Die Schlacht bei Poitiers gegen die Mauren 732
Außerordentlich schwierig waren die Anfänge Karls, des Stiefsohnes der Plektrude, welchem die Dankbarkeit der Völker aus seinem herrlichen Sieg über die Mohammedaner den Beinamen Martell, der Hammer, geschöpft hat…
Seine größte und die gesegnetste Tat vollbrachte Karl in der Schlacht von Poitiers an einem Samstag des Oktobers 732 (am 4., 11. 18. oder 25.) (siehe auch den Beitrag: Papst Gregor III., Bonifatius und Karl Martell)
Im Jahre 725 hatten die Mauren das erste Mal die Pyrenäen überstiegen und waren ins Frankenreich eingefallen. Sie strebten unaufhaltsam ostwärts, und als Abderrahman im Jahre 732 mit einer Volksmenge von 400.000 Köpfen, Weiber und Kinder, mit den streitbaren Männern nach Pampeluna und über die Gebirge der Waskonen (Gascogner) führte, nannte man dies den vierten Feldzug der Mohammedaner gegen die Franken.

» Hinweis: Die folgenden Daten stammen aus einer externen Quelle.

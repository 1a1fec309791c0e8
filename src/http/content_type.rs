//! Content type classification module
//!
//! Maps raw MIME strings from `Content-Type` and `Accept` headers onto the
//! closed set of formats the renderer and decoder know about.

use hyper::header::{ACCEPT, CONTENT_TYPE};
use hyper::HeaderMap;
use serde::{Deserialize, Serialize};

pub const TEXT_PLAIN: &str = "text/plain; charset=utf-8";
pub const TEXT_HTML: &str = "text/html; charset=utf-8";
pub const APPLICATION_JSON: &str = "application/json; charset=utf-8";
pub const APPLICATION_XML: &str = "application/xml; charset=utf-8";
pub const APPLICATION_FORM: &str = "application/x-www-form-urlencoded";
pub const EVENT_STREAM: &str = "text/event-stream; charset=utf-8";
pub const OCTET_STREAM: &str = "application/octet-stream";

/// Formats handled by this crate
#[derive(Debug, Clone, Copy, PartialEq, Eq, Hash, Default, Serialize, Deserialize)]
#[serde(rename_all = "snake_case")]
pub enum ContentType {
    #[default]
    Unknown,
    PlainText,
    Html,
    Json,
    Xml,
    Form,
    EventStream,
}

impl ContentType {
    /// Classify a MIME string, ignoring parameters after `;`
    ///
    /// # Examples
    /// ```
    /// use hyper_render::http::ContentType;
    /// assert_eq!(ContentType::classify("application/json; charset=utf-8"), ContentType::Json);
    /// assert_eq!(ContentType::classify("text/xml"), ContentType::Xml);
    /// assert_eq!(ContentType::classify("image/png"), ContentType::Unknown);
    /// ```
    pub fn classify(raw: &str) -> Self {
        let essence = raw.split(';').next().unwrap_or_default().trim();
        match essence {
            "text/plain" => Self::PlainText,
            "text/html" | "application/xhtml+xml" => Self::Html,
            "application/json" | "text/javascript" => Self::Json,
            "text/xml" | "application/xml" => Self::Xml,
            "application/x-www-form-urlencoded" => Self::Form,
            "text/event-stream" => Self::EventStream,
            _ => Self::Unknown,
        }
    }

    /// `Content-Type` header value written for this format
    pub const fn mime(self) -> &'static str {
        match self {
            Self::PlainText => TEXT_PLAIN,
            Self::Html => TEXT_HTML,
            Self::Json => APPLICATION_JSON,
            Self::Xml => APPLICATION_XML,
            Self::Form => APPLICATION_FORM,
            Self::EventStream => EVENT_STREAM,
            Self::Unknown => OCTET_STREAM,
        }
    }
}

/// Classify the request's declared `Content-Type`
pub fn request_content_type(headers: &HeaderMap) -> ContentType {
    headers
        .get(CONTENT_TYPE)
        .and_then(|v| v.to_str().ok())
        .map_or(ContentType::Unknown, ContentType::classify)
}

/// Classify the first field of the `Accept` header, substituting `default`
/// when it names nothing we recognise
pub fn accepted_content_type(headers: &HeaderMap, default: ContentType) -> ContentType {
    let accepted = headers
        .get(ACCEPT)
        .and_then(|v| v.to_str().ok())
        .and_then(|accept| accept.split(',').next())
        .map_or(ContentType::Unknown, |field| ContentType::classify(field.trim()));

    if accepted == ContentType::Unknown {
        default
    } else {
        accepted
    }
}
#[cfg(test)]
mod tests {
    use super::*;
    use crate::config::RenderConfig;
    use http_body_util::BodyExt;
    use hyper::header::LOCATION;

    fn config() -> PaginationConfig {
        PaginationConfig::default()
    }

    fn paged(uri: &str, total: u64) -> Pagination {
        Pagination::from_uri(uri.parse().unwrap(), total, &config())
    }

    fn get(uri: &str) -> Request<()> {
        Request::builder()
            .uri(uri)
            .header("accept", "application/json")
            .body(())
            .unwrap()
    }

    #[test]
    fn test_total_pages() {
        assert_eq!(total_pages(25, 100), 4);
        assert_eq!(total_pages(20, 60), 3);
        assert_eq!(total_pages(25, 0), 1);
        assert_eq!(total_pages(0, 100), 1);
        assert_eq!(total_pages(10, 1), 1);
    }

    #[test]
    fn test_defaults_when_absent_or_invalid() {
        let p = paged("/users", 100);
        assert_eq!((p.page(), p.per_page(), p.last()), (1, 25, 4));

        let p = paged("/users?page=abc&per_page=-5", 100);
        assert_eq!((p.page(), p.per_page()), (1, 25));

        let p = paged("/users?page=-2", 100);
        assert_eq!(p.page(), 1);
    }

    #[test]
    fn test_custom_param_names() {
        let cfg = PaginationConfig {
            page_param: "p".to_string(),
            per_page_param: "size".to_string(),
            ..PaginationConfig::default()
        };
        let p = Pagination::from_uri("/items?p=2&size=10".parse().unwrap(), 35, &cfg);
        assert_eq!((p.page(), p.per_page(), p.last()), (2, 10, 4));
        assert_eq!(p.next_url(), "/items?p=3&size=10");
    }

    #[test]
    fn test_next_prev() {
        let p = paged("/users?page=2&per_page=20", 100);
        assert_eq!((p.next(), p.prev(), p.last()), (3, 1, 5));

        let first = paged("/users?page=1&per_page=20", 100);
        assert_eq!(first.prev(), 1);
        assert_eq!(first.prev_url(), "");

        let last = paged("/users?page=5&per_page=20", 100);
        assert_eq!(last.next(), 5);
        assert_eq!(last.next_url(), "");
    }

    #[test]
    fn test_urls_keep_other_params_sorted() {
        let p = paged("http://localhost/users?sort=name&page=2&per_page=10&filter=x", 50);
        assert_eq!(
            p.next_url(),
            "http://localhost/users?filter=x&page=3&per_page=10&sort=name"
        );
        assert_eq!(
            p.prev_url(),
            "http://localhost/users?filter=x&page=1&per_page=10&sort=name"
        );
        assert_eq!(
            p.last_url(),
            "http://localhost/users?filter=x&page=5&per_page=10&sort=name"
        );
    }

    #[test]
    fn test_no_uri_gives_empty_urls() {
        let mut p = paged("/users?page=2", 100);
        p.uri = None;
        assert_eq!(p.next_url(), "");
        assert_eq!(p.prev_url(), "");
        assert_eq!(p.last_url(), "");
    }

    #[test]
    fn test_with_per_page_and_set_total() {
        let mut p = paged("/users", 100).with_per_page(10);
        assert_eq!(p.last(), 10);
        p.set_total(0);
        assert_eq!(p.last(), 1);
        let p = paged("/users", 100).with_per_page(0);
        assert_eq!(p.last(), 1);
        assert!(p.should_redirect());
    }

    #[test]
    fn test_should_redirect() {
        assert!(paged("/users?page=0", 100).should_redirect());
        assert!(paged("/users?per_page=0", 100).should_redirect());
        assert!(paged("/users?page=5&per_page=20", 60).should_redirect());
        assert!(!paged("/users?page=3&per_page=20", 60).should_redirect());
    }

    #[test]
    fn test_corrected() {
        let p = paged("/users?page=5&per_page=0", 100).corrected();
        assert_eq!((p.page(), p.per_page(), p.last()), (4, 25, 4));
        let p = paged("/users?page=0", 100).corrected();
        assert_eq!(p.page(), 1);
    }

    #[test]
    fn test_render_redirects_past_last_page() {
        let render = Render::default();
        let req = get("/users?page=5&per_page=20");
        let p = Pagination::from_request(&req, 60, &render.config().pagination);
        let resp = p.render(&render, &req, &Vec::<u32>::new(), &[]);
        assert_eq!(resp.status(), StatusCode::MOVED_PERMANENTLY);
        assert_eq!(resp.headers()[LOCATION], "/users?page=3&per_page=20");
    }

    #[test]
    fn test_render_redirects_page_zero() {
        let render = Render::default();
        let req = get("/users?page=0&q=rust");
        let p = Pagination::from_request(&req, 60, &render.config().pagination);
        let resp = p.render(&render, &req, &Vec::<u32>::new(), &[]);
        assert_eq!(resp.status(), StatusCode::MOVED_PERMANENTLY);
        assert_eq!(resp.headers()[LOCATION], "/users?page=1&per_page=25&q=rust");
    }

    #[test]
    fn test_render_redirects_zero_per_page() {
        let render = Render::default();
        let req = get("/users?page=2&per_page=0");
        let p = Pagination::from_request(&req, 100, &render.config().pagination);
        assert!(p.should_redirect());
        let resp = p.render(&render, &req, &Vec::<u32>::new(), &[]);
        assert_eq!(resp.status(), StatusCode::MOVED_PERMANENTLY);
        assert_eq!(resp.headers()[LOCATION], "/users?page=2&per_page=25");
    }

    #[test]
    fn test_next_saturates_on_huge_page() {
        let p = paged("/users?page=18446744073709551615", 10);
        assert_eq!(p.page(), u64::MAX);
        assert_eq!(p.next(), 1);
        assert!(p.should_redirect());
    }

    #[test]
    fn test_render_headers_for_event_stream_client() {
        let render = Render::default();
        let req = Request::builder()
            .uri("/users?page=1&per_page=20")
            .header("accept", "text/event-stream")
            .body(())
            .unwrap();
        let p = Pagination::from_request(&req, 100, &render.config().pagination);
        let resp = p.render(&render, &req, &vec![1, 2], &[]);
        assert_eq!(resp.status(), StatusCode::OK);
        assert_eq!(resp.headers()["x-page"], "1");
        assert_eq!(resp.headers()["x-total-pages"], "5");
        assert_eq!(resp.headers().get_all(LINK).iter().count(), 2);
    }

    #[tokio::test]
    async fn test_render_headers_first_page() {
        let render = Render::default();
        let req = get("/users?page=1&per_page=20");
        let p = Pagination::from_request(&req, 100, &render.config().pagination);
        let resp = p.render(&render, &req, &vec![1, 2, 3], &[Param::Status(200)]);

        assert_eq!(resp.status(), StatusCode::OK);
        let h = resp.headers();
        assert_eq!(h["x-page"], "1");
        assert_eq!(h["x-per-page"], "20");
        assert_eq!(h["x-next-page"], "2");
        assert_eq!(h["x-total"], "100");
        assert_eq!(h["x-total-pages"], "5");
        assert!(h.get("x-prev-page").is_none());

        let links: Vec<_> = h.get_all(LINK).iter().map(|v| v.to_str().unwrap()).collect();
        assert_eq!(
            links,
            vec![
                "</users?page=2&per_page=20>; rel=\"next\"",
                "</users?page=5&per_page=20>; rel=\"last\"",
            ]
        );

        let body = resp.into_body().collect().await.unwrap().to_bytes();
        assert_eq!(&body[..], b"[1,2,3]\n");
    }

    #[test]
    fn test_render_headers_middle_and_last_page() {
        let render = Render::default();
        let req = get("/users?page=3&per_page=20");
        let p = Pagination::from_request(&req, 100, &render.config().pagination);
        let resp = p.render(&render, &req, &Vec::<u32>::new(), &[]);
        assert_eq!(resp.headers()["x-prev-page"], "2");
        assert_eq!(resp.headers()["x-next-page"], "4");
        assert_eq!(resp.headers().get_all(LINK).iter().count(), 3);

        let req = get("/users?page=5&per_page=20");
        let p = Pagination::from_request(&req, 100, &render.config().pagination);
        let resp = p.render(&render, &req, &Vec::<u32>::new(), &[]);
        assert!(resp.headers().get("x-next-page").is_none());
        assert_eq!(resp.headers()["x-prev-page"], "4");
        assert_eq!(resp.headers().get_all(LINK).iter().count(), 2);
    }

    #[tokio::test]
    async fn test_render_body_envelope() {
        let mut config = RenderConfig::default();
        config.pagination.in_header = false;
        let render = Render::new(config);

        let req = get("/users?page=2&per_page=2");
        let p = Pagination::from_request(&req, 5, &render.config().pagination);
        let resp = p.render(&render, &req, &vec!["c", "d"], &[]);
        assert!(resp.headers().get("x-page").is_none());

        let body = resp.into_body().collect().await.unwrap().to_bytes();
        let envelope: PageEnvelope<Vec<String>> = serde_json::from_slice(&body).unwrap();
        assert_eq!(
            envelope,
            PageEnvelope {
                page: 2,
                per_page: 2,
                total: 5,
                next: "/users?page=3&per_page=2".to_string(),
                prev: "/users?page=1&per_page=2".to_string(),
                last: "/users?page=3&per_page=2".to_string(),
                items: vec!["c".to_string(), "d".to_string()],
            }
        );
    }

    #[test]
    fn test_default_body_omits_empty_links() {
        let p = paged("/users?page=1", 10);
        let body = default_body(&p, serde_json::json!([]));
        assert!(body.get("next").is_none());
        assert!(body.get("prev").is_none());
        assert_eq!(body["last"], "/users?page=1&per_page=25");
        assert_eq!(body["items"], serde_json::json!([]));
    }
}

Der Herzog Eudo von Aquitanien, der an den Mauren einen Rückhalt gegen Karl gesucht, wurde von ihnen angefallen und geschlagen und flüchtete in Karls Arme, der ihn nicht abwies, weil es sich um mehr als den Herzog, um das Frankenreich, ja um die abendländische Christenheit handelte. Der Held, fest wie Stahl und rasch wie der Pfeil, stand mit Heeresmacht in den Gegenden der Loire; er bot alle Kräfte des Frankenreiches auf; aus Deutschland rückten mächtige Heerhaufen zu ihm; die widerspenstigen Neustrier fügten sich, weil sie die zuerst und am meisten Bedrohten waren. Unermesslich war der Jammer.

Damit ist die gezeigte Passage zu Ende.